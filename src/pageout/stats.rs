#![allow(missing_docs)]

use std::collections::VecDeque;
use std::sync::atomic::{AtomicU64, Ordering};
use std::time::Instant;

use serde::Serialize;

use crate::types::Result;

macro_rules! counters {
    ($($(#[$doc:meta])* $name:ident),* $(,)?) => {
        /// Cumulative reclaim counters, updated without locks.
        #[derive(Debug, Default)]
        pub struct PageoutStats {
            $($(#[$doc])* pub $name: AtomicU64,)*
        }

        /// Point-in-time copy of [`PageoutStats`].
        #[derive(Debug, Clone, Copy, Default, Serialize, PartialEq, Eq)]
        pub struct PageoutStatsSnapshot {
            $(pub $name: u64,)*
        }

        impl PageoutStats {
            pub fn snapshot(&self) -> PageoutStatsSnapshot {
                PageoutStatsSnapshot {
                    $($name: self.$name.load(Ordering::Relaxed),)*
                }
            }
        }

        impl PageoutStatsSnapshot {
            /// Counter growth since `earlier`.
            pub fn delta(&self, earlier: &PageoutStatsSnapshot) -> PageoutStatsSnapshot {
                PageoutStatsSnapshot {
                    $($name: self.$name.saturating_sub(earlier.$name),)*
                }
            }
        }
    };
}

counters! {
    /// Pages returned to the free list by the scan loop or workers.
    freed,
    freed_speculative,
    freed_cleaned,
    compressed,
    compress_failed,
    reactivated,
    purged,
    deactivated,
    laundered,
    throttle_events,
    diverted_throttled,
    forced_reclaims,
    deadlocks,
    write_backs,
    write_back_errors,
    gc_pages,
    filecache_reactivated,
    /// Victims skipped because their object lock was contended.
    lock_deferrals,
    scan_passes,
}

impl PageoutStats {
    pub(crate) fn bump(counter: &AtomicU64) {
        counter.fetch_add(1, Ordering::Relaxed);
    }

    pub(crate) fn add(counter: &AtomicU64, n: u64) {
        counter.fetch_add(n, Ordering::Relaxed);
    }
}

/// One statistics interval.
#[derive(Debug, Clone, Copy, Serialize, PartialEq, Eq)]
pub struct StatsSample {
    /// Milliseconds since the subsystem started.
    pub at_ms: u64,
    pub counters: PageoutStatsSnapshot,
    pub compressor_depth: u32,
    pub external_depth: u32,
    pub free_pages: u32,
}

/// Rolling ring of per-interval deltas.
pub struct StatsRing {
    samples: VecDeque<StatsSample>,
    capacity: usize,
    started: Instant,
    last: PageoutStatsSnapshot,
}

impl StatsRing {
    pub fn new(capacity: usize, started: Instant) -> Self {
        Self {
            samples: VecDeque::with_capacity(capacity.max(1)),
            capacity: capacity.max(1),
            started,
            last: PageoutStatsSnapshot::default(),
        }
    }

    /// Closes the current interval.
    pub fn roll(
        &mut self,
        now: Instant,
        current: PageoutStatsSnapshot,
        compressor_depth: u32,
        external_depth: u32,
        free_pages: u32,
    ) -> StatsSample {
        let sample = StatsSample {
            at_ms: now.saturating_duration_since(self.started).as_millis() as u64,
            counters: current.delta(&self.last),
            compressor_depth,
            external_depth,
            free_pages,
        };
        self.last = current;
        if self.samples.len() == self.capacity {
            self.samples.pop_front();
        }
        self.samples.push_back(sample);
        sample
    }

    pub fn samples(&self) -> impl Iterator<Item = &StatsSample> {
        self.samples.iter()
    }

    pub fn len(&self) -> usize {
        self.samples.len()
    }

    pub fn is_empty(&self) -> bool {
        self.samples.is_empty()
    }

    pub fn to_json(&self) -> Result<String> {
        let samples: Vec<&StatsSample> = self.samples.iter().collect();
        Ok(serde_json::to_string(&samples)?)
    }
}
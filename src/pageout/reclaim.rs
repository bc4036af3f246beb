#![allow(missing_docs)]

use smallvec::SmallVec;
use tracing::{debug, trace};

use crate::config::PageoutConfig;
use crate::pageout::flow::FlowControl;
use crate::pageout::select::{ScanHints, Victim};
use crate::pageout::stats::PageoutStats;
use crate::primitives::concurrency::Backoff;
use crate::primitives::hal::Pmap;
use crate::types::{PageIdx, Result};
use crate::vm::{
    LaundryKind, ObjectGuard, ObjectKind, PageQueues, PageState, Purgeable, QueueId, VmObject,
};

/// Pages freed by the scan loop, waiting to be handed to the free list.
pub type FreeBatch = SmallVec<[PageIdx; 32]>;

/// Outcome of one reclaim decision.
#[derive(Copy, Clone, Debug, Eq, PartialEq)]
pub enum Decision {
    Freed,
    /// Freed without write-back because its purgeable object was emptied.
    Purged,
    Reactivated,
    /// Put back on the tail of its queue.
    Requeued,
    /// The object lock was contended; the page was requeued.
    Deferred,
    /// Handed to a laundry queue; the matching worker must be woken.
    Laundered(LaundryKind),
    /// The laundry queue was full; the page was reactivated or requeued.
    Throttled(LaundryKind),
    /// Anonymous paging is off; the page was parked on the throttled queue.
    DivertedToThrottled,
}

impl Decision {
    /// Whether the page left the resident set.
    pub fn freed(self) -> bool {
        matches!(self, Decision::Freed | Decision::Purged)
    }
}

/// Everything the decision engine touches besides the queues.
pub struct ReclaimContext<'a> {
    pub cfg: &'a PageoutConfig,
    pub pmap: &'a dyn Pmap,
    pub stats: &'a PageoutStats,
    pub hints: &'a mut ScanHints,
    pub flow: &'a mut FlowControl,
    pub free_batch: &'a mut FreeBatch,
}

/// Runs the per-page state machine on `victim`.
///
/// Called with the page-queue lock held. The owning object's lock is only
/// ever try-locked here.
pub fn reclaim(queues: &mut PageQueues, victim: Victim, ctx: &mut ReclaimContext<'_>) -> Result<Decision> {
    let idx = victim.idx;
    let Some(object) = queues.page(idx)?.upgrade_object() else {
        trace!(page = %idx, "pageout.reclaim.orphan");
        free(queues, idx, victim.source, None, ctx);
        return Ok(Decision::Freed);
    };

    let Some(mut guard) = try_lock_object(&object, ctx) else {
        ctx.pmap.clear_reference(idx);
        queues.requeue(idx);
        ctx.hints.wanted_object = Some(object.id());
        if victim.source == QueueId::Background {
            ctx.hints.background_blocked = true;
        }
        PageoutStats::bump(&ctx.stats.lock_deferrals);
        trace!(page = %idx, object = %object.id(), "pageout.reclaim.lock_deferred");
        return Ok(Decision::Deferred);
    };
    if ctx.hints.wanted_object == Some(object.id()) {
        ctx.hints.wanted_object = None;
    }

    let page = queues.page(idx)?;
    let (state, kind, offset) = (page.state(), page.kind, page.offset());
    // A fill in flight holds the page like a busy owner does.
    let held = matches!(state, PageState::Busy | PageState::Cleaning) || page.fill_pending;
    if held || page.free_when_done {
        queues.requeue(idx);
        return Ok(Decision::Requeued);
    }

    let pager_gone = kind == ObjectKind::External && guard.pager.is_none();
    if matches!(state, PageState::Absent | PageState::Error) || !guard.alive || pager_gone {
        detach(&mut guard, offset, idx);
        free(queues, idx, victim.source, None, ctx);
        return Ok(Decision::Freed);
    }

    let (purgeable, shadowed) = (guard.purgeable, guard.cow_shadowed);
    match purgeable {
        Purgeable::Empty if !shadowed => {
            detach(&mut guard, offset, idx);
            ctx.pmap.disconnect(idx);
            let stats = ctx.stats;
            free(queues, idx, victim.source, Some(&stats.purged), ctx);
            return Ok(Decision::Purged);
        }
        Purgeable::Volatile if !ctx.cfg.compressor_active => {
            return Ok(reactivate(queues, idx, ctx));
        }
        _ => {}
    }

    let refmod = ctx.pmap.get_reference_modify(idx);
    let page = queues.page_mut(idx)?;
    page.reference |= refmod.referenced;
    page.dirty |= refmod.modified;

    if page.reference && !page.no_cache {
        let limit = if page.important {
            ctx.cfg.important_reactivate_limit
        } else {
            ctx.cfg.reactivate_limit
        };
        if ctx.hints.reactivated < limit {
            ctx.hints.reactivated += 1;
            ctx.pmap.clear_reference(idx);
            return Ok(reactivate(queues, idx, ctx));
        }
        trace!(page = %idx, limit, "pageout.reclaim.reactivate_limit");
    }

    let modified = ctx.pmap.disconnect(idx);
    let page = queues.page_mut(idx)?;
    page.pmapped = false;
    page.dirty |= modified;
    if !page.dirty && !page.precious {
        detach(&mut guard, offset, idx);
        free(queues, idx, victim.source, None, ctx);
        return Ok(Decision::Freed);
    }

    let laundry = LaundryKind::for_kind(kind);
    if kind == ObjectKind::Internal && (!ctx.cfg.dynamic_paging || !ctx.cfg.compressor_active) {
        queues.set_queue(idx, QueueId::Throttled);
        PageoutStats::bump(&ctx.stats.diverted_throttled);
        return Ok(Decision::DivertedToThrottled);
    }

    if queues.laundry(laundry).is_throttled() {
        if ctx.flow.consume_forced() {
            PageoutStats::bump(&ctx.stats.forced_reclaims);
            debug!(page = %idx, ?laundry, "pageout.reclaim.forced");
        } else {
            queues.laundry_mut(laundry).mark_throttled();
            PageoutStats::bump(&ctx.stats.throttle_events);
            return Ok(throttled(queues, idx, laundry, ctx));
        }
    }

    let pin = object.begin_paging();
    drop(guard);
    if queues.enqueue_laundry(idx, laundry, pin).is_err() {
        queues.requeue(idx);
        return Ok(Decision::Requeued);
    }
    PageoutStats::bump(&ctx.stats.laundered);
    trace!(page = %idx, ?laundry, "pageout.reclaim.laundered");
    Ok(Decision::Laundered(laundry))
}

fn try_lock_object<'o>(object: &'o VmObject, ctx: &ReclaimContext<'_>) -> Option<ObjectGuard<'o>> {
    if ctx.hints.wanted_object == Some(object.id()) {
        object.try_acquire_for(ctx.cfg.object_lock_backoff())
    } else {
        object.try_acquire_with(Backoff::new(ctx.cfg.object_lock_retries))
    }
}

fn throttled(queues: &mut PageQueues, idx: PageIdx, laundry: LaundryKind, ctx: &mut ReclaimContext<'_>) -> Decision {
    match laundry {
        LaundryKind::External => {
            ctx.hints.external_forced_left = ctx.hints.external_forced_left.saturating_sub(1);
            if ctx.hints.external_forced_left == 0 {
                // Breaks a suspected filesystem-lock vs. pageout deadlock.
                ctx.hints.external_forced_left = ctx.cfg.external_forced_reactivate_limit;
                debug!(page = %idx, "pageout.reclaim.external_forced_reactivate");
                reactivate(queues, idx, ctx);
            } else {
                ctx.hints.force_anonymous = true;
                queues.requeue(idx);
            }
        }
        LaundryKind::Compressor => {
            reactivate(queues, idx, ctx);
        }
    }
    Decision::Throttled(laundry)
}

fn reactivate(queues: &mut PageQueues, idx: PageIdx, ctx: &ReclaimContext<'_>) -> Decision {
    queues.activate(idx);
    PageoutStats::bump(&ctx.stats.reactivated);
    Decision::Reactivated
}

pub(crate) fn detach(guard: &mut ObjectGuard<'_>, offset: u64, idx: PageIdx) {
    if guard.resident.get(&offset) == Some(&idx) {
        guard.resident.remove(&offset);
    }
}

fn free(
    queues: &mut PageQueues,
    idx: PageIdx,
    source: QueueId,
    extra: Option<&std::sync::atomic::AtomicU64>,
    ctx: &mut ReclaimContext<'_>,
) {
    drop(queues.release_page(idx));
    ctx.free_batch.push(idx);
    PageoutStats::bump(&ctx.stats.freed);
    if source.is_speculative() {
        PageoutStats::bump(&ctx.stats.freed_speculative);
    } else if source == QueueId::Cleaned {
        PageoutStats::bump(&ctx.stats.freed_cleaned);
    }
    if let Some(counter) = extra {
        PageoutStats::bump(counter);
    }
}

● ● ●

WHAT TO WORK ON = Precisely the lines between those holding "if ctx.hints.external_forced_left == 0" and "PageoutStats::bump(&ctx.stats.reactivated);", inclusive, are to be reproduced from the listing above, with nothing added.

TASK SOLUTION =
            if ctx.hints.external_forced_left == 0 {
                // Breaks a suspected filesystem-lock vs. pageout deadlock.
                ctx.hints.external_forced_left = ctx.cfg.external_forced_reactivate_limit;
                debug!(page = %idx, "pageout.reclaim.external_forced_reactivate");
                reactivate(queues, idx, ctx);
            } else {
                ctx.hints.force_anonymous = true;
                queues.requeue(idx);
            }
        }
        LaundryKind::Compressor => {
            reactivate(queues, idx, ctx);
        }
    }
    Decision::Throttled(laundry)
}

fn reactivate(queues: &mut PageQueues, idx: PageIdx, ctx: &ReclaimContext<'_>) -> Decision {
    queues.activate(idx);
    PageoutStats::bump(&ctx.stats.reactivated);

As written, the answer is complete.